Thursday, September 23, 2010

Week 2 - Evangelical Christian


This week's church is New Vintage Church at the Wells Fargo Center, just north of Santa Rosa. It is an evangelical congregation – an offshoot of a traditional Baptist church, in fact – whose core beliefs are that the Bible is the inspired word of God, and therefore without error and that God exists in three distinct persons: Father, Son, and Holy Spirit.

The mostly youthful 1,000-member congregation markets itself as "the church for people who don't like church". The services are raucous, often accompanied by high-energy rock music and hip, upbeat messages relevant to modern daily life, though still steeped in the infallible word of God.

While the services are drastically different from what I was exposed to as a child, the core beliefs are pretty much identical, so I doubt I will hear anything I am unfamiliar with. While I am trying to approach this project without prejudice, bias, or expectation, my feeling is there will be nothing I see or hear this week that will convince me that my decision to leave evangelical, fundamentalist Christianity was the wrong choice.


N.B.: The Wells Fargo Center, where New Vintage is based, was originally the Christian Life Center, a 5,000-member, 140,000-square-foot mega-church founded in the 1970s by the late Rev. A. Watson Argue, Jr. The building was sold for $4.5 million to local civic leaders at auction in 1981 after Argue filed for bankruptcy and his church collapsed in a financial scandal. 

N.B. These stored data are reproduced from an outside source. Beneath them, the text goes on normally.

// Views lay out ViewModels for the console (fmt::Display) and the dashboard (ratatui)

pub mod columns;
pub mod config;
pub mod filters;
pub mod metrics;
pub mod period;
pub mod products;
pub mod tags;
pub mod tui;
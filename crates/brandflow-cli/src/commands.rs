use super::args::{
    Cli, ColumnsCommand, Commands, ConfigCommand, FiltersCommand, MetricsCommand, OutputFormat,
    TagsCommand,
};
use super::handlers;
use crate::config::resolve_data_dir;
use crate::context::ExecutionContext;
use crate::logging;
use crate::presentation::presenters::present_guidance;
use crate::presentation::view_models::GuidanceViewModel;
use crate::presentation::{ConsoleRenderer, Renderer, ViewMode};
use anyhow::Result;
use brandflow_catalog::{filter_definitions, metric_definitions};
use tracing::debug;

pub fn run(cli: Cli) -> Result<()> {
    logging::init(cli.log_level);

    let data_dir = resolve_data_dir(cli.config.as_deref())?;
    debug!(data_dir = %data_dir.display(), "resolved data directory");
    let ctx = ExecutionContext::new(data_dir, cli.mode);
    let format = cli.format;

    let Some(command) = cli.command else {
        return show_guidance(&ctx, format);
    };

    match command {
        Commands::Metrics { command } => match command {
            MetricsCommand::List { search, view_mode } => {
                handlers::metrics::handle_list(&ctx, search, format, &view_mode)
            }
            MetricsCommand::Chart {
                select,
                hide,
                view_mode,
            } => handlers::metrics::handle_chart(&ctx, select, hide, format, &view_mode),
        },

        Commands::Columns { command } => match command {
            ColumnsCommand::List {
                preset,
                toggle,
                clear,
                view_mode,
            } => handlers::columns::handle_list(&ctx, preset, toggle, clear, format, &view_mode),
        },

        Commands::Products {
            preset,
            store,
            sort,
            desc,
            view_mode,
        } => handlers::products::handle(&ctx, preset, store, sort, desc, format, &view_mode),

        Commands::Export { preset, output } => {
            handlers::export::handle(&ctx, preset, output, format)
        }

        Commands::Filters { command } => match command {
            FiltersCommand::Catalog { search, filters } => {
                handlers::filters::handle_catalog(&ctx, search, &filters, format)
            }
            FiltersCommand::Chips {
                filters,
                width,
                collapsed,
                view_mode,
            } => handlers::filters::handle_chips(&ctx, &filters, width, collapsed, format, &view_mode),
            FiltersCommand::Preview {
                key,
                options,
                operator,
                value1,
                value2,
                match_mode,
            } => handlers::filters::handle_preview(
                &ctx, key, options, operator, value1, value2, match_mode, format,
            ),
        },

        Commands::Tags { command } => match command {
            TagsCommand::List { search } => handlers::tags::handle_list(&ctx, search, format),
            TagsCommand::Create { name, color } => {
                handlers::tags::handle_create(&ctx, name, color, format)
            }
            TagsCommand::Rename { old, new, color } => {
                handlers::tags::handle_rename(&ctx, old, new, color, format)
            }
            TagsCommand::Delete { name } => handlers::tags::handle_delete(&ctx, name, format),
            TagsCommand::Toggle { product_id, tag } => {
                handlers::tags::handle_toggle(&ctx, product_id, tag, format)
            }
        },

        Commands::Period {
            preset,
            from,
            to,
            today,
        } => handlers::period::handle(&ctx, preset, from, to, today, format),

        Commands::Dashboard { today } => handlers::dashboard::handle(&ctx, today, format),

        Commands::Config { command } => match command {
            ConfigCommand::Show => handlers::config::handle_show(&ctx, format),
            ConfigCommand::Init { force } => handlers::config::handle_init(&ctx, force, format),
        },
    }
}

fn show_guidance(ctx: &ExecutionContext, format: OutputFormat) -> Result<()> {
    let mode = ctx.mode()?;
    let state = ctx.analytics()?;

    let content = GuidanceViewModel {
        config_exists: ctx.config_path().exists(),
        mode: mode.label().to_string(),
        filter_count: filter_definitions(mode).len(),
        metric_count: metric_definitions(mode).len(),
        product_count: state.table().products().len(),
    };

    let renderer = ConsoleRenderer::new(format.into(), ViewMode::Standard);
    renderer.render(present_guidance(content))?;
    Ok(())
}
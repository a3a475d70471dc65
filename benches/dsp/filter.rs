//! Benchmarks for the single-pole filter update.

use std::hint::black_box;

use criterion::{BenchmarkId, Criterion};
use one_pole::{Approximation, FilterConfig, FilterKind, ManualClock, OnePole};

use crate::BLOCK_SIZES;

pub fn bench_filter(c: &mut Criterion) {
    let mut group = c.benchmark_group("dsp/filter");

    for &size in BLOCK_SIZES {
        // Sawtooth-like ramp sampled with a little timing jitter.
        let samples: Vec<(u32, f32)> = (0..size)
            .map(|i| {
                let t = 1_000 * (i as u32 + 1) + (i as u32 * 37) % 200;
                (t, (i as f32 / size as f32) * 2.0 - 1.0)
            })
            .collect();

        for kind in [
            FilterKind::LowPass,
            FilterKind::HighPass,
            FilterKind::Integrator,
            FilterKind::Differentiator,
        ] {
            let config = FilterConfig::default().kind(kind).cutoff_hz(10.0);
            let mut filter = OnePole::from_config(&config, ManualClock::new(0)).unwrap();
            group.bench_with_input(BenchmarkId::new(kind.name(), size), &size, |b, _| {
                b.iter(|| {
                    filter.reset(0.0).unwrap();
                    for &(t, x) in &samples {
                        black_box(filter.update_at(black_box(x), t));
                    }
                })
            });
        }

        for policy in [Approximation::Exponential, Approximation::Linear] {
            let config = FilterConfig::default().cutoff_hz(10.0).approximation(policy);
            let mut filter = OnePole::from_config(&config, ManualClock::new(0)).unwrap();
            group.bench_with_input(
                BenchmarkId::new(format!("low-pass/{}", policy.name()), size),
                &size,
                |b, _| {
                    b.iter(|| {
                        filter.reset(0.0).unwrap();
                        for &(t, x) in &samples {
                            black_box(filter.update_at(black_box(x), t));
                        }
                    })
                },
            );
        }
    }

    group.finish();
}
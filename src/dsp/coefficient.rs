/*
Smoothing Coefficients
======================

Every filter in this crate blends the new sample against its history with a
single weight. For a first-order section with time constant τ, sampled Δt
after the previous sample, the exact decay weight is

    β = e^(−Δt/τ)

Calling exp() on every sample is expensive on small cores, so while Δt is
short compared to τ we use the first-order approximation

    β ≈ τ / (τ + Δt)

How wrong is the approximation?
-------------------------------

    τ/Δt     relative error
    ----     --------------
      1          ~36%
      7          < 1%
     22          < 0.1%

The hybrid policy uses the cheap form above τ/Δt = 7 and falls back to exp()
when samples arrive sparsely relative to τ. The ratio test is evaluated on
every call, so two calls with the same (τ, Δt) always get the same weight.
*/

#[cfg(feature = "serde")]
use serde::{Deserialize, Serialize};

/// Above this τ/Δt ratio the linear approximation is within 1% of the exact weight.
pub const LINEAR_RATIO_THRESHOLD: f32 = 7.0;

/// Above this τ/Δt ratio the linear approximation is within 0.1% of the exact weight.
pub const PRECISE_RATIO_THRESHOLD: f32 = 22.0;

/// How the decay weight is derived from the elapsed time and the time constant.
#[cfg_attr(feature = "serde", derive(Serialize, Deserialize))]
#[derive(Debug, Clone, Copy, PartialEq, Eq, Default)]
pub enum Approximation {
    /// Always `e^(−Δt/τ)`.
    Exponential,
    /// Always `τ/(τ+Δt)`.
    Linear,
    /// `τ/(τ+Δt)` while `τ/Δt > 7`, `e^(−Δt/τ)` otherwise.
    #[default]
    Hybrid,
}

impl Approximation {
    /// Cycles through the policies, used by interactive front-ends.
    pub fn next(self) -> Self {
        match self {
            Approximation::Hybrid => Approximation::Linear,
            Approximation::Linear => Approximation::Exponential,
            Approximation::Exponential => Approximation::Hybrid,
        }
    }

    pub fn name(self) -> &'static str {
        match self {
            Approximation::Exponential => "exponential",
            Approximation::Linear => "linear",
            Approximation::Hybrid => "hybrid",
        }
    }
}

#[inline]
fn exact(tau_micros: f32, delta_micros: f32) -> f32 {
    (-delta_micros / tau_micros).exp()
}

#[inline]
fn linear(tau_micros: f32, delta_micros: f32) -> f32 {
    tau_micros / (tau_micros + delta_micros)
}

/// Weight given to the previous output (`β`), in `[0, 1]`.
///
/// `delta_micros == 0` yields `1.0`: nothing has elapsed, so nothing of the
/// new sample should leak through. At the other end, `exp()` underflows to
/// exactly `0.0` once Δt passes roughly 104 τ.
#[inline]
pub fn decay_weight(policy: Approximation, tau_micros: f32, delta_micros: u32) -> f32 {
    if delta_micros == 0 {
        return 1.0;
    }

    let dt = delta_micros as f32;
    match policy {
        Approximation::Exponential => exact(tau_micros, dt),
        Approximation::Linear => linear(tau_micros, dt),
        Approximation::Hybrid => {
            if tau_micros / dt > LINEAR_RATIO_THRESHOLD {
                linear(tau_micros, dt)
            } else {
                exact(tau_micros, dt)
            }
        }
    }
}

/// Weight given to the new sample (`1 − β`).
#[inline]
pub fn smoothing_factor(policy: Approximation, tau_micros: f32, delta_micros: u32) -> f32 {
    1.0 - decay_weight(policy, tau_micros, delta_micros)
}
//! Simulated analog sensor
//!
//! Produces a slow sine with a DC offset, uniform noise and the occasional
//! spike, read at a jittered interval like a cooperative control loop would.

use std::f32::consts::TAU;
use std::sync::atomic::{AtomicBool, Ordering};
use std::sync::Arc;
use std::thread::{self, JoinHandle};
use std::time::Duration;

use log::{debug, info};
use one_pole::{Clock, MonotonicClock};
use rand_core::{RngCore, SeedableRng};
use rand_xorshift::XorShiftRng;
use rtrb::{Producer, PushError};

/// One timestamped reading (Copy, no allocations)
#[derive(Clone, Copy, Debug)]
pub struct SensorSample {
    /// Microseconds, same time base as the filters' clock
    pub timestamp: u32,
    pub value: f32,
}

/// Shape of the simulated signal and its sampling cadence
#[derive(Clone, Copy, Debug)]
pub struct SensorConfig {
    /// Frequency of the underlying sine (Hz)
    pub signal_hz: f32,
    pub amplitude: f32,
    pub offset: f32,
    /// Peak amplitude of the uniform noise
    pub noise: f32,
    /// Chance per reading of a spike, 0.0 - 1.0
    pub spike_chance: f32,
    pub spike_height: f32,
    /// Nominal time between readings
    pub period_micros: u32,
    /// Extra random delay added to each reading, up to this many µs
    pub jitter_micros: u32,
    pub seed: u64,
}

impl Default for SensorConfig {
    fn default() -> Self {
        Self {
            signal_hz: 1.0,
            amplitude: 1.0,
            offset: 0.0,
            noise: 0.2,
            spike_chance: 0.002,
            spike_height: 3.0,
            period_micros: 1_000,
            jitter_micros: 400,
            seed: 0x5EED,
        }
    }
}

impl SensorConfig {
    /// Average readings per second, accounting for the mean jitter.
    pub fn mean_rate_hz(&self) -> f32 {
        1.0e6 / (self.period_micros as f32 + self.jitter_micros as f32 / 2.0)
    }
}

/// Uniform in [-1, 1]
fn bipolar(rng: &mut XorShiftRng) -> f32 {
    (rng.next_u32() as f32 / u32::MAX as f32) * 2.0 - 1.0
}

/// Start the sensor thread. It runs until `running` is cleared.
///
/// Readings are dropped, not queued, when the ring is full.
pub fn spawn(
    config: SensorConfig,
    clock: MonotonicClock,
    mut tx: Producer<SensorSample>,
    running: Arc<AtomicBool>,
) -> JoinHandle<()> {
    thread::spawn(move || {
        let mut rng = XorShiftRng::seed_from_u64(config.seed);
        let mut dropped = 0u64;

        info!(
            "sensor: {} Hz sine, period {} us (+{} us jitter)",
            config.signal_hz, config.period_micros, config.jitter_micros
        );

        while running.load(Ordering::Relaxed) {
            let jitter = rng.next_u32() % (config.jitter_micros + 1);
            thread::sleep(Duration::from_micros(
                (config.period_micros + jitter) as u64,
            ));

            let timestamp = clock.micros();
            let t = timestamp as f32 * 1.0e-6;
            let mut value = config.offset
                + config.amplitude * (TAU * config.signal_hz * t).sin()
                + config.noise * bipolar(&mut rng);
            if (rng.next_u32() as f32 / u32::MAX as f32) < config.spike_chance {
                value += config.spike_height * bipolar(&mut rng).signum();
            }

            if let Err(PushError::Full(_)) = tx.push(SensorSample { timestamp, value }) {
                dropped += 1;
            }
            if tx.is_abandoned() {
                break;
            }
        }

        debug!("sensor stopped, {} readings dropped", dropped);
    })
}
//! Benchmarks for the filter primitives.

mod coefficient;
mod filter;

pub use coefficient::bench_coefficient;
pub use filter::bench_filter;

After the sale, it was transformed into the Luther Burbank Center for the Arts, a concert and entertainment venue. Today, it is the Wells Fargo Center, home to the Santa Rosa Symphony and the premier concert venue in the North Bay that has hosted nationally- and internationally-renowned musical artists, comedians, and other entertainers. The Center also rents space to a professional theatre company, a private school and church groups, New Vintage among them.

4 comments:

  1. The idea of this makes my skin crawl, probably a result of my strict southern baptist upbringing. I am happy to not be accompanying you this week. Have fun, though - I know some people who play music for the church periodically and that part looks great.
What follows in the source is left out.